(Dataset excerpts)
┄┄┄┄┄┄
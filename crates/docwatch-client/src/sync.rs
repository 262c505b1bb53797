//! Per-client synchronization status and repair commands.
//!
//! Every repair command POSTs straight to the plugin endpoint and is
//! fire-and-forget: no optimistic state change, no client-side dedup of
//! concurrent identical commands (the plugin serializes them). Callers
//! observe the effect through the delayed status re-fetch.

use std::sync::Arc;
use std::time::Duration;

use serde::Deserialize;
use tokio::time::sleep;
use tracing::{debug, info, instrument, warn};

use docwatch_core::{defaults, Error, Result, SyncStatus};

use crate::http::ApiClient;

/// Result of a long-running repair command, resolved rather than thrown so
/// a timeout can be told apart from a generic failure.
#[derive(Debug, Clone, PartialEq, Eq)]
pub struct CommandOutcome {
    pub status: CommandStatus,
    pub message: String,
}

#[derive(Debug, Clone, Copy, PartialEq, Eq)]
pub enum CommandStatus {
    Ok,
    Error,
}

impl CommandOutcome {
    pub fn ok(message: impl Into<String>) -> Self {
        Self {
            status: CommandStatus::Ok,
            message: message.into(),
        }
    }

    pub fn error(message: impl Into<String>) -> Self {
        Self {
            status: CommandStatus::Error,
            message: message.into(),
        }
    }

    pub fn is_ok(&self) -> bool {
        self.status == CommandStatus::Ok
    }
}

#[derive(Debug, Deserialize)]
struct CommandResponse {
    #[serde(default)]
    message: Option<String>,
}

/// Sync status fetches and repair commands against one plugin endpoint.
pub struct SyncClient {
    api: Arc<ApiClient>,
    settle_delay: Duration,
    long_command_timeout: Duration,
}

impl SyncClient {
    pub fn new(api: Arc<ApiClient>) -> Self {
        Self {
            api,
            settle_delay: Duration::from_millis(defaults::COMMAND_SETTLE_DELAY_MS),
            long_command_timeout: Duration::from_secs(defaults::LONG_COMMAND_TIMEOUT_SECS),
        }
    }

    /// Override the post-command settle delay. Intended for tests.
    pub fn with_settle_delay(mut self, delay: Duration) -> Self {
        self.settle_delay = delay;
        self
    }

    /// Override the rescan/clean timeout. Intended for tests.
    pub fn with_long_command_timeout(mut self, timeout: Duration) -> Self {
        self.long_command_timeout = timeout;
        self
    }

    /// The delay observed between a command and its follow-up fetch.
    pub fn settle_delay(&self) -> Duration {
        self.settle_delay
    }

    /// Fetch the plugin's current synchronization snapshot.
    #[instrument(skip(self), fields(subsystem = "client", component = "sync_panel", op = "fetch_status"))]
    pub async fn fetch_status(&self, endpoint: &str) -> Result<SyncStatus> {
        let status: SyncStatus = self
            .api
            .get_json(&format!("{}/monitor/sync-status", endpoint))
            .await?;
        debug!(
            connected = status.connection.connected,
            running = status.reconciliation.running,
            result_count = status.reconciliation.active_folders.len(),
            "Sync status refreshed"
        );
        Ok(status)
    }

    /// Re-fetch the status after the settle delay, giving the plugin time
    /// to act on a just-issued command before the next observation.
    pub async fn refresh_after_command(&self, endpoint: &str) -> Result<SyncStatus> {
        sleep(self.settle_delay).await;
        self.fetch_status(endpoint).await
    }

    // ========================================================================
    // Repair commands
    // ========================================================================

    /// Re-sync one folder against the filesystem.
    #[instrument(skip(self), fields(subsystem = "client", component = "sync_panel", op = "force_reconcile"))]
    pub async fn force_reconcile(&self, endpoint: &str, folder: &str) -> Result<()> {
        self.api
            .post_command_query(
                &format!("{}/monitor/reconcile", endpoint),
                &[("folder_path", folder)],
            )
            .await
    }

    /// Flush buffered-but-unsent events.
    #[instrument(skip(self), fields(subsystem = "client", component = "sync_panel", op = "force_sync"))]
    pub async fn force_sync(&self, endpoint: &str) -> Result<()> {
        self.api
            .post_command(&format!("{}/monitor/force-sync", endpoint))
            .await
    }

    /// Re-announce the plugin to the central registry. The one command that
    /// stays available while the client is offline.
    #[instrument(skip(self), fields(subsystem = "client", component = "sync_panel", op = "force_register"))]
    pub async fn force_register(&self, endpoint: &str) -> Result<()> {
        self.api
            .post_command(&format!("{}/monitor/register", endpoint))
            .await
    }

    /// Re-emit `created` events for every file in every monitored folder,
    /// already-seen ones included.
    #[instrument(skip(self), fields(subsystem = "client", component = "sync_panel", op = "rescan_all"))]
    pub async fn rescan_all(&self, endpoint: &str) -> CommandOutcome {
        self.long_command(&format!("{}/monitor/rescan_all", endpoint), "Rescan")
            .await
    }

    /// Ask the plugin to deduplicate and unstick its event queue.
    #[instrument(skip(self), fields(subsystem = "client", component = "sync_panel", op = "clean_events"))]
    pub async fn clean_events(&self, endpoint: &str) -> CommandOutcome {
        self.long_command(&format!("{}/monitor/clean-events", endpoint), "Clean")
            .await
    }

    async fn long_command(&self, url: &str, label: &str) -> CommandOutcome {
        match self
            .api
            .post_parse_timeout::<CommandResponse>(url, self.long_command_timeout)
            .await
        {
            Ok(resp) => {
                let message = resp
                    .message
                    .unwrap_or_else(|| format!("{} completed", label));
                info!(url, "Command completed");
                CommandOutcome::ok(message)
            }
            Err(Error::Timeout(e)) => {
                warn!(url, error = %e, "Command timed out");
                CommandOutcome::error(format!(
                    "Timeout after {}s: {}",
                    self.long_command_timeout.as_secs(),
                    e
                ))
            }
            Err(e) => {
                warn!(url, error = %e, "Command failed");
                CommandOutcome::error(e.to_string())
            }
        }
    }
}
┄┄┄┄┄┄
** INSTRUCTIONS FOR THE TASK **
Filter the entries down to the lines with the word "instrument" in them.

** WORKED SOLUTION **
use tracing::{debug, info, instrument, warn};
    #[instrument(skip(self), fields(subsystem = "client", component = "sync_panel", op = "fetch_status"))]
    #[instrument(skip(self), fields(subsystem = "client", component = "sync_panel", op = "force_reconcile"))]
    #[instrument(skip(self), fields(subsystem = "client", component = "sync_panel", op = "force_sync"))]
    #[instrument(skip(self), fields(subsystem = "client", component = "sync_panel", op = "force_register"))]
    #[instrument(skip(self), fields(subsystem = "client", component = "sync_panel", op = "rescan_all"))]
    #[instrument(skip(self), fields(subsystem = "client", component = "sync_panel", op = "clean_events"))]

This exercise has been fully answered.